__TASK DETAILS__
Which of the lines below holds the string "FieldCache"? Copy every line that does.

__DATA RECORDS__

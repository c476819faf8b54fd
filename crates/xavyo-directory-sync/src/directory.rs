//! Entry point owning the clients, retry policy and field cache.

use crate::access_logs::AccessLogAggregator;
use crate::auth::DirectoryAuth;
use crate::channels::ChannelOperations;
use crate::client::ScimClient;
use crate::config::DirectoryConfig;
use crate::error::DirectoryResult;
use crate::fields::{FieldCache, FieldFetchMode};
use crate::groups::GroupOperations;
use crate::retry::RetryPolicy;
use crate::users::UserOperations;
use crate::web::WebApiClient;
use tracing::info;

/// A remote directory: provisioning API plus companion web API.
///
/// Each instance owns its own [`FieldCache`], so separate instances (and
/// tests) never share schema state.
#[derive(Debug, Clone)]
pub struct Directory {
    scim: ScimClient,
    web: WebApiClient,
    retry_policy: RetryPolicy,
    fields: FieldCache,
}

impl Directory {
    #[must_use]
    pub fn new(
        scim: ScimClient,
        web: WebApiClient,
        retry_policy: RetryPolicy,
        field_fetch_mode: FieldFetchMode,
    ) -> Self {
        let fields = FieldCache::new(web.clone(), retry_policy.clone(), field_fetch_mode);
        Self {
            scim,
            web,
            retry_policy,
            fields,
        }
    }

    /// Build both clients from configuration.
    ///
    /// # Errors
    ///
    /// [`DirectoryError::InvalidConfig`](crate::DirectoryError::InvalidConfig)
    /// if an HTTP client cannot be built.
    pub fn from_config(config: &DirectoryConfig) -> DirectoryResult<Self> {
        let auth = DirectoryAuth::bearer(&config.token);
        let scim = ScimClient::new(&config.scim_url, auth.clone(), config.request_timeout())?;
        let web = WebApiClient::new(&config.web_api_url, auth, config.request_timeout())?;
        info!(
            scim_url = %config.scim_url,
            web_api_url = %config.web_api_url,
            "Directory clients ready"
        );
        Ok(Self::new(
            scim,
            web,
            config.retry_policy(),
            config.field_fetch_mode,
        ))
    }

    #[must_use]
    pub fn retry_policy(&self) -> &RetryPolicy {
        &self.retry_policy
    }

    #[must_use]
    pub fn fields(&self) -> &FieldCache {
        &self.fields
    }

    #[must_use]
    pub fn users(&self) -> UserOperations<'_> {
        UserOperations::new(&self.scim, &self.web, &self.retry_policy, &self.fields)
    }

    #[must_use]
    pub fn groups(&self) -> GroupOperations<'_> {
        GroupOperations::new(&self.scim, &self.retry_policy, self.users())
    }

    #[must_use]
    pub fn channels(&self) -> ChannelOperations<'_> {
        ChannelOperations::new(&self.web, &self.retry_policy)
    }

    #[must_use]
    pub fn access_logs(&self) -> AccessLogAggregator<'_> {
        AccessLogAggregator::new(&self.web, &self.retry_policy, self.users())
    }
}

__SOLVED EXERCISE__
use crate::fields::{FieldCache, FieldFetchMode};
/// Each instance owns its own [`FieldCache`], so separate instances (and
    fields: FieldCache,
        let fields = FieldCache::new(web.clone(), retry_policy.clone(), field_fetch_mode);
    pub fn fields(&self) -> &FieldCache {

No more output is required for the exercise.